Why I'm voting Labour on Thursday, no.1
Over to Johann Hari:
Revealing Policy One: Today, 1,600 British people are killed every year just doing their job, putting us behind many poorer countries for workplace safety. They are people like Michael Adamson, a 26-year-old electrician who went to his job one day and was given a massive electric shock because his employer hadn't bought a £12 piece of safety equipment.
Yet David Cameron is promising to dismantle the very weak protections currently in place, and replace them with a system where corporations will be able to "organise their own inspections", carried out by a team of their choice. Cameron's people justify this by pointing to made-up stories in the right-wing press claiming health and safety inspectors spend their time stopping children playing conkers. UCATT, the astonished construction workers' union, has been protesting outside Tory HQ, with members dressed as the Grim Reaper. Michael Adamson's sister, Louise, who is a lawyer, says: "Cameron's proposals are outrageously dangerous. They will end with a lot more people dying. It takes the very light touch regulation that gave us Lehman Brothers and Enron, and applies it to workplace safety. This time it's not money you lose, it's lives. This isn't about conkers, it's about people like my brother, who could have been saved for £12." This policy suggests Cameron instinctively puts corporate profits ahead of the the safety of ordinary people – a dangerous habit to act out in Downing Street.

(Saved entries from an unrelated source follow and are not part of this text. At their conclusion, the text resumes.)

//! Human player reading commands from a line source.

use crate::games::reversi::Ply;
use crate::orchestrator::Snapshot;
use anyhow::Result;
use std::sync::Arc;
use tokio::io::{AsyncBufReadExt, BufReader};
use tokio::sync::{Mutex, mpsc};
use tracing::{debug, warn};

/// Line receiver shared between the human player and the confirmer.
pub type SharedLines = Arc<Mutex<mpsc::UnboundedReceiver<String>>>;

/// Wraps a receiver for sharing.
pub fn shared_lines(rx: mpsc::UnboundedReceiver<String>) -> SharedLines {
    Arc::new(Mutex::new(rx))
}

/// Spawns a task forwarding stdin lines into a shared receiver.
pub fn stdin_lines() -> SharedLines {
    let (tx, rx) = mpsc::unbounded_channel();
    tokio::spawn(async move {
        let mut lines = BufReader::new(tokio::io::stdin()).lines();
        loop {
            match lines.next_line().await {
                Ok(Some(line)) => {
                    if tx.send(line).is_err() {
                        break;
                    }
                }
                Ok(None) => break,
                Err(e) => {
                    warn!(error = %e, "Stdin read failed");
                    break;
                }
            }
        }
    });
    shared_lines(rx)
}

/// What a human asked for.
#[derive(Debug, Clone, Copy, PartialEq, Eq)]
pub enum HumanInput {
    /// Place a stone or pass.
    Play(Ply),
    /// Retract the last round.
    Undo,
}

impl HumanInput {
    /// Parses `undo`, `pass`, an algebraic cell or a cell index.
    pub fn parse(line: &str) -> Option<Self> {
        let line = line.trim();
        if line.eq_ignore_ascii_case("undo") || line.eq_ignore_ascii_case("u") {
            return Some(HumanInput::Undo);
        }
        Ply::parse(line).map(HumanInput::Play)
    }
}

/// Human player using line input.
pub struct HumanPlayer {
    name: String,
    lines: SharedLines,
}

impl HumanPlayer {
    /// Creates a new human player.
    pub fn new(name: impl Into<String>, lines: SharedLines) -> Self {
        Self {
            name: name.into(),
            lines,
        }
    }

    /// Display name.
    pub fn name(&self) -> &str {
        &self.name
    }

    /// Waits for the next well-formed command.
    ///
    /// Unparseable lines are skipped. Legality is left to the orchestrator.
    pub async fn next_input(&mut self, snapshot: &Snapshot) -> Result<HumanInput> {
        debug!(
            human = %self.name,
            color = %snapshot.mover,
            step = snapshot.step,
            "Waiting for input"
        );

        let mut lines = self.lines.lock().await;
        while let Some(line) = lines.recv().await {
            match HumanInput::parse(&line) {
                Some(input) => return Ok(input),
                None => warn!(human = %self.name, line = %line.trim(), "Unrecognised input"),
            }
        }

        anyhow::bail!("Input channel closed")
    }
}

#[cfg(test)]
mod tests {
    use super::*;
    use crate::games::reversi::Position;

    #[test]
    fn test_parse_commands() {
        assert_eq!(HumanInput::parse(" undo "), Some(HumanInput::Undo));
        assert_eq!(HumanInput::parse("pass"), Some(HumanInput::Play(Ply::Pass)));
        assert_eq!(
            HumanInput::parse("e3"),
            Some(HumanInput::Play(Ply::Place(Position::new(2, 4).unwrap())))
        );
        assert_eq!(HumanInput::parse("z9"), None);
    }
}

Revealing Policy Four: Cameron says he is demanding spending cuts not because he has a theological belief in a small state, but because they are necessary to pay off the deficit – but this claim is undermined by the fact that he wants to strip funding from state programmes that actually save us money. Look for example at SureStart, the network of 3,000 children's centres across Britain built under the current government. They are based on a fascinating series of discoveries. It has been proven that most poor children fall behind in language skills and stimulation long before they ever walk through the school gates – and they never catch up. The first few years of life are crucial for the formation of a child's mental abilities. Get them early and give them intensive encouragement, with expert advice for their parents, and you can change their life.
This isn't speculation. In 1964, they launched the first SureStart-style project in Michigan – and Dr Lawrence Schweinhart and a team of academics has been monitoring the kids ever since. Did it work? Well, they were 50 per cent less likely to become teenage mothers than their siblings who weren't put in the programme, and by the time they were 40, they were 46 per cent less likely to have been to prison and 26 per cent less likely to be on welfare. Their incomes were 42 per cent higher. So for every £1 you spend on it, you save the state £7 further down the line. Yet Cameron, on becoming Tory leader, dismissed SureStart as "a microcosm of government failure". Now he says he will keep it in some form, but already he says huge chunks of its budget will go to other things, and few expect it to survive long. If he can't keep the single best policy for reducing inequality – one that costs less than nothing in the medium term – what shreds of progress can survive his rule?
You don't have to scrape off much of the glitter and gloss to get to Cameron's less-than-fluffy Bush. Who really wants this cocktail of market fundamentalism, Europhobia, and haranguing of the vulnerable for the next five years?
The long answer over the next few days, if I can find the time.